[Collected data]
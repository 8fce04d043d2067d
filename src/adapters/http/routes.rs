use std::collections::BTreeMap;

use axum::{
    extract::{rejection::JsonRejection, Path, State},
    http::StatusCode,
    Json,
};
use tower::ServiceExt;

use crate::{
    commands::{add_points::AddPointsRequest, spend_points::SpendPointsRequest},
    ports::ledger::LedgerPort,
};

use super::{
    dto::{
        AccountPointsBody, AccountsBody, AccountsRemovedBody, AddPointsBody, DeductionBody,
        HealthBody, ObjectOrEncoded, SpendPointsBody, TransactionBody,
    },
    errors::ApiError,
    AppState,
};

pub async fn health() -> Json<HealthBody> {
    Json(HealthBody {
        status: "healthy",
        version: env!("CARGO_PKG_VERSION"),
    })
}

/// Balances of every account
pub async fn list_points<L>(
    State(state): State<AppState<L>>,
) -> Result<Json<AccountsBody>, ApiError>
where
    L: LedgerPort + Send + Sync + 'static,
{
    let mut accounts = Vec::new();
    for account_id in state.ledger.list_accounts().await? {
        let points = state.ledger.get_balances(account_id.clone()).await?;
        accounts.push(AccountPointsBody { account_id, points });
    }

    Ok(Json(AccountsBody { accounts }))
}

pub async fn get_points<L>(
    State(state): State<AppState<L>>,
    Path(account_id): Path<String>,
) -> Result<Json<BTreeMap<String, i64>>, ApiError>
where
    L: LedgerPort + Send + Sync + 'static,
{
    // An account without balances still exists, so look it up first
    match state.ledger.get_account(account_id.clone()).await? {
        Some(account) => Ok(Json(account.balances().clone())),
        None => Err(ApiError::not_found(format!("Account {account_id} not found."))),
    }
}

pub async fn add_points<L>(
    State(state): State<AppState<L>>,
    Path(account_id): Path<String>,
    body: Result<Json<ObjectOrEncoded<AddPointsBody>>, JsonRejection>,
) -> Result<Json<TransactionBody>, ApiError>
where
    L: LedgerPort + Send + Sync + 'static,
{
    let Json(body) = body?;
    let body = body.into_inner()?;
    tracing::debug!(account_id = %account_id, body = ?body, "add points request");

    let transaction = state
        .domain
        .clone()
        .oneshot(AddPointsRequest {
            account_id,
            payer: body.payer,
            points: body.points,
            timestamp: body.timestamp,
        })
        .await?;

    Ok(Json(transaction.into()))
}

pub async fn spend_points<L>(
    State(state): State<AppState<L>>,
    Path(account_id): Path<String>,
    body: Result<Json<ObjectOrEncoded<SpendPointsBody>>, JsonRejection>,
) -> Result<Json<Vec<DeductionBody>>, ApiError>
where
    L: LedgerPort + Send + Sync + 'static,
{
    let Json(body) = body?;
    let body = body.into_inner()?;
    tracing::debug!(account_id = %account_id, body = ?body, "spend points request");

    let deductions = state
        .domain
        .clone()
        .oneshot(SpendPointsRequest {
            account_id,
            points: body.points,
        })
        .await?;

    Ok(Json(deductions.into_iter().map(Into::into).collect()))
}

pub async fn remove_account<L>(
    State(state): State<AppState<L>>,
    Path(account_id): Path<String>,
) -> Result<StatusCode, ApiError>
where
    L: LedgerPort + Send + Sync + 'static,
{
    if state.ledger.remove_account(account_id.clone()).await? {
        Ok(StatusCode::NO_CONTENT)
    } else {
        Err(ApiError::not_found(format!("Account {account_id} not found.")))
    }
}

pub async fn remove_accounts<L>(
    State(state): State<AppState<L>>,
) -> Result<Json<AccountsRemovedBody>, ApiError>
where
    L: LedgerPort + Send + Sync + 'static,
{
    let mut accounts_removed = Vec::new();
    for account_id in state.ledger.list_accounts().await? {
        if state.ledger.remove_account(account_id.clone()).await? {
            accounts_removed.push(account_id);
        }
    }

    Ok(Json(AccountsRemovedBody { accounts_removed }))
}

** What to produce **
Copy every line from the records that holds the string "BTreeMap".

** Answer for this exercise **
use std::collections::BTreeMap;
) -> Result<Json<BTreeMap<String, i64>>, ApiError>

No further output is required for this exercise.